##### Dataset entries

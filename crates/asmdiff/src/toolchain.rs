//! Per-architecture command construction.
//!
//! All architecture-dependent policy lives in [`ArchProfile::of`]: which driver
//! assembles and links the generated assembly, and whether the result runs
//! natively or under the instruction-set simulator. Reference binaries are
//! always built by the reference compiler for the host and run natively.

use std::path::Path;

use tracing::debug;

use crate::arch::TargetArch;
use crate::build_utils::find_in_path;
use crate::case::TestKind;
use crate::config::{CorpusConfig, HarnessConfig, ToolConfig};
use crate::error::{Error, Result};
use crate::process::ToolCommand;

/// Which configured driver assembles and links generated assembly.
#[derive(Debug, Clone, Copy, PartialEq, Eq)]
pub enum LinkDriver {
    /// Cross GCC for the target (binary is not host-runnable).
    CrossGcc,
    /// Host-capable compiler driver used as assembler/linker.
    HostCc,
}

/// How a binary built for the target is executed.
#[derive(Debug, Clone, Copy, PartialEq, Eq)]
pub enum ExecutionStrategy {
    /// `<simulator> <shim> <binary>`.
    Simulated,
    /// Direct host subprocess; needs a compatible host CPU.
    Native,
}

/// Architecture policy table.
#[derive(Debug, Clone, Copy, PartialEq, Eq)]
pub struct ArchProfile {
    pub driver: LinkDriver,
    pub execution: ExecutionStrategy,
}

impl ArchProfile {
    #[must_use]
    pub const fn of(arch: TargetArch) -> Self {
        match arch {
            TargetArch::Riscv64 => Self {
                driver: LinkDriver::CrossGcc,
                execution: ExecutionStrategy::Simulated,
            },
            TargetArch::Aarch64 => Self {
                driver: LinkDriver::HostCc,
                execution: ExecutionStrategy::Native,
            },
        }
    }
}

/// Commands for one architecture.
#[derive(Debug, Clone, Copy)]
pub struct ArchCommands<'a> {
    profile: ArchProfile,
    tools: &'a ToolConfig,
}

impl<'a> ArchCommands<'a> {
    #[must_use]
    pub const fn execution(&self) -> ExecutionStrategy {
        self.profile.execution
    }

    fn driver(&self) -> &'a Path {
        match self.profile.driver {
            LinkDriver::CrossGcc => self.tools.riscv_cc.as_path(),
            LinkDriver::HostCc => self.tools.aarch64_cc.as_path(),
        }
    }

    /// `<driver> -o <out> <asm> <runtime> <link flags>`.
    #[must_use]
    pub fn assemble_and_link(&self, asm: &Path, runtime: &Path, out: &Path) -> ToolCommand {
        ToolCommand::new(self.driver())
            .arg("-o")
            .arg(out)
            .arg(asm)
            .arg(runtime)
            .args(&self.tools.link_flags)
    }

    /// Command that runs a binary produced from the compiler under test.
    #[must_use]
    pub fn run_under_test(&self, executable: &Path) -> ToolCommand {
        match self.profile.execution {
            ExecutionStrategy::Simulated => ToolCommand::new(&self.tools.simulator)
                .arg(&self.tools.simulator_shim)
                .arg(executable),
            ExecutionStrategy::Native => ToolCommand::new(executable),
        }
    }

    /// Programs this architecture needs besides the compilers.
    fn required_tools(&self) -> Vec<&'a Path> {
        let mut tools = vec![self.driver()];
        if self.profile.execution == ExecutionStrategy::Simulated {
            tools.push(self.tools.simulator.as_path());
        }
        tools
    }
}

/// Builds every external command the harness runs.
#[derive(Debug, Clone)]
pub struct Toolchain {
    tools: ToolConfig,
}

impl Toolchain {
    #[must_use]
    pub const fn new(tools: ToolConfig) -> Self {
        Self { tools }
    }

    #[must_use]
    pub const fn commands_for(&self, arch: TargetArch) -> ArchCommands<'_> {
        ArchCommands {
            profile: ArchProfile::of(arch),
            tools: &self.tools,
        }
    }

    /// `<launcher> <args..> --file <src> --target=<arch> -o <asm>`.
    #[must_use]
    pub fn compile_under_test(
        &self,
        corpus: &CorpusConfig,
        source: &Path,
        arch: TargetArch,
        asm: &Path,
    ) -> ToolCommand {
        ToolCommand::new(&self.tools.compiler)
            .args(&corpus.compiler_args)
            .arg("--file")
            .arg(source)
            .arg(format!("--target={arch}"))
            .arg("-o")
            .arg(asm)
    }

    /// `<reference cc> -o <out> <src> <runtime> <link flags>`, always for the host.
    #[must_use]
    pub fn compile_reference(&self, source: &Path, runtime: &Path, out: &Path) -> ToolCommand {
        ToolCommand::new(&self.tools.reference_cc)
            .arg("-o")
            .arg(out)
            .arg(source)
            .arg(runtime)
            .args(&self.tools.link_flags)
    }

    /// Reference binaries are never cross-compiled, so they always run directly.
    #[must_use]
    pub fn run_reference(&self, executable: &Path) -> ToolCommand {
        ToolCommand::new(executable)
    }

    /// Check that every program a run over `arches` × `kinds` needs can be found.
    ///
    /// # Errors
    ///
    /// Returns [`Error::ToolingUnavailable`] naming the first missing program.
    pub fn verify(
        &self,
        config: &HarnessConfig,
        arches: &[TargetArch],
        kinds: &[TestKind],
    ) -> Result<()> {
        let mut needed: Vec<&Path> = vec![self.tools.compiler.as_path()];
        if kinds
            .iter()
            .any(|&kind| config.corpus(kind).oracle_dir.is_none())
        {
            needed.push(&self.tools.reference_cc);
        }
        for &arch in arches {
            needed.extend(self.commands_for(arch).required_tools());
        }

        for program in needed {
            match find_in_path(program) {
                Some(path) => debug!(tool = %program.display(), path = %path.display(), "found tool"),
                None => {
                    return Err(Error::tooling(
                        program.display().to_string(),
                        "not found in PATH",
                    ));
                }
            }
        }
        Ok(())
    }
}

##########

#### Exercise details
Repeat each entry above, keeping every word exact.

#### Answer to this task
filename crates/asmdiff/src/toolchain.rs
//! Per-architecture command construction.
//!
//! All architecture-dependent policy lives in [`ArchProfile::of`]: which driver
//! assembles and links the generated assembly, and whether the result runs
//! natively or under the instruction-set simulator. Reference binaries are
//! always built by the reference compiler for the host and run natively.

use std::path::Path;

use tracing::debug;

use crate::arch::TargetArch;
use crate::build_utils::find_in_path;
use crate::case::TestKind;
use crate::config::{CorpusConfig, HarnessConfig, ToolConfig};
use crate::error::{Error, Result};
use crate::process::ToolCommand;

/// Which configured driver assembles and links generated assembly.
#[derive(Debug, Clone, Copy, PartialEq, Eq)]
pub enum LinkDriver {
    /// Cross GCC for the target (binary is not host-runnable).
    CrossGcc,
    /// Host-capable compiler driver used as assembler/linker.
    HostCc,
}

/// How a binary built for the target is executed.
#[derive(Debug, Clone, Copy, PartialEq, Eq)]
pub enum ExecutionStrategy {
    /// `<simulator> <shim> <binary>`.
    Simulated,
    /// Direct host subprocess; needs a compatible host CPU.
    Native,
}

/// Architecture policy table.
#[derive(Debug, Clone, Copy, PartialEq, Eq)]
pub struct ArchProfile {
    pub driver: LinkDriver,
    pub execution: ExecutionStrategy,
}

impl ArchProfile {
    #[must_use]
    pub const fn of(arch: TargetArch) -> Self {
        match arch {
            TargetArch::Riscv64 => Self {
                driver: LinkDriver::CrossGcc,
                execution: ExecutionStrategy::Simulated,
            },
            TargetArch::Aarch64 => Self {
                driver: LinkDriver::HostCc,
                execution: ExecutionStrategy::Native,
            },
        }
    }
}

/// Commands for one architecture.
#[derive(Debug, Clone, Copy)]
pub struct ArchCommands<'a> {
    profile: ArchProfile,
    tools: &'a ToolConfig,
}

impl<'a> ArchCommands<'a> {
    #[must_use]
    pub const fn execution(&self) -> ExecutionStrategy {
        self.profile.execution
    }

    fn driver(&self) -> &'a Path {
        match self.profile.driver {
            LinkDriver::CrossGcc => self.tools.riscv_cc.as_path(),
            LinkDriver::HostCc => self.tools.aarch64_cc.as_path(),
        }
    }

    /// `<driver> -o <out> <asm> <runtime> <link flags>`.
    #[must_use]
    pub fn assemble_and_link(&self, asm: &Path, runtime: &Path, out: &Path) -> ToolCommand {
        ToolCommand::new(self.driver())
            .arg("-o")
            .arg(out)
            .arg(asm)
            .arg(runtime)
            .args(&self.tools.link_flags)
    }

    /// Command that runs a binary produced from the compiler under test.
    #[must_use]
    pub fn run_under_test(&self, executable: &Path) -> ToolCommand {
        match self.profile.execution {
            ExecutionStrategy::Simulated => ToolCommand::new(&self.tools.simulator)
                .arg(&self.tools.simulator_shim)
                .arg(executable),
            ExecutionStrategy::Native => ToolCommand::new(executable),
        }
    }

    /// Programs this architecture needs besides the compilers.
    fn required_tools(&self) -> Vec<&'a Path> {
        let mut tools = vec![self.driver()];
        if self.profile.execution == ExecutionStrategy::Simulated {
            tools.push(self.tools.simulator.as_path());
        }
        tools
    }
}

/// Builds every external command the harness runs.
#[derive(Debug, Clone)]
pub struct Toolchain {
    tools: ToolConfig,
}

impl Toolchain {
    #[must_use]
    pub const fn new(tools: ToolConfig) -> Self {
        Self { tools }
    }

    #[must_use]
    pub const fn commands_for(&self, arch: TargetArch) -> ArchCommands<'_> {
        ArchCommands {
            profile: ArchProfile::of(arch),
            tools: &self.tools,
        }
    }

    /// `<launcher> <args..> --file <src> --target=<arch> -o <asm>`.
    #[must_use]
    pub fn compile_under_test(
        &self,
        corpus: &CorpusConfig,
        source: &Path,
        arch: TargetArch,
        asm: &Path,
    ) -> ToolCommand {
        ToolCommand::new(&self.tools.compiler)
            .args(&corpus.compiler_args)
            .arg("--file")
            .arg(source)
            .arg(format!("--target={arch}"))
            .arg("-o")
            .arg(asm)
    }

    /// `<reference cc> -o <out> <src> <runtime> <link flags>`, always for the host.
    #[must_use]
    pub fn compile_reference(&self, source: &Path, runtime: &Path, out: &Path) -> ToolCommand {
        ToolCommand::new(&self.tools.reference_cc)
            .arg("-o")
            .arg(out)
            .arg(source)
            .arg(runtime)
            .args(&self.tools.link_flags)
    }

    /// Reference binaries are never cross-compiled, so they always run directly.
    #[must_use]
    pub fn run_reference(&self, executable: &Path) -> ToolCommand {
        ToolCommand::new(executable)
    }

    /// Check that every program a run over `arches` × `kinds` needs can be found.
    ///
    /// # Errors
    ///
    /// Returns [`Error::ToolingUnavailable`] naming the first missing program.
    pub fn verify(
        &self,
        config: &HarnessConfig,
        arches: &[TargetArch],
        kinds: &[TestKind],
    ) -> Result<()> {
        let mut needed: Vec<&Path> = vec![self.tools.compiler.as_path()];
        if kinds
            .iter()
            .any(|&kind| config.corpus(kind).oracle_dir.is_none())
        {
            needed.push(&self.tools.reference_cc);
        }
        for &arch in arches {
            needed.extend(self.commands_for(arch).required_tools());
        }

        for program in needed {
            match find_in_path(program) {
                Some(path) => debug!(tool = %program.display(), path = %path.display(), "found tool"),
                None => {
                    return Err(Error::tooling(
                        program.display().to_string(),
                        "not found in PATH",
                    ));
                }
            }
        }
        Ok(())
    }
}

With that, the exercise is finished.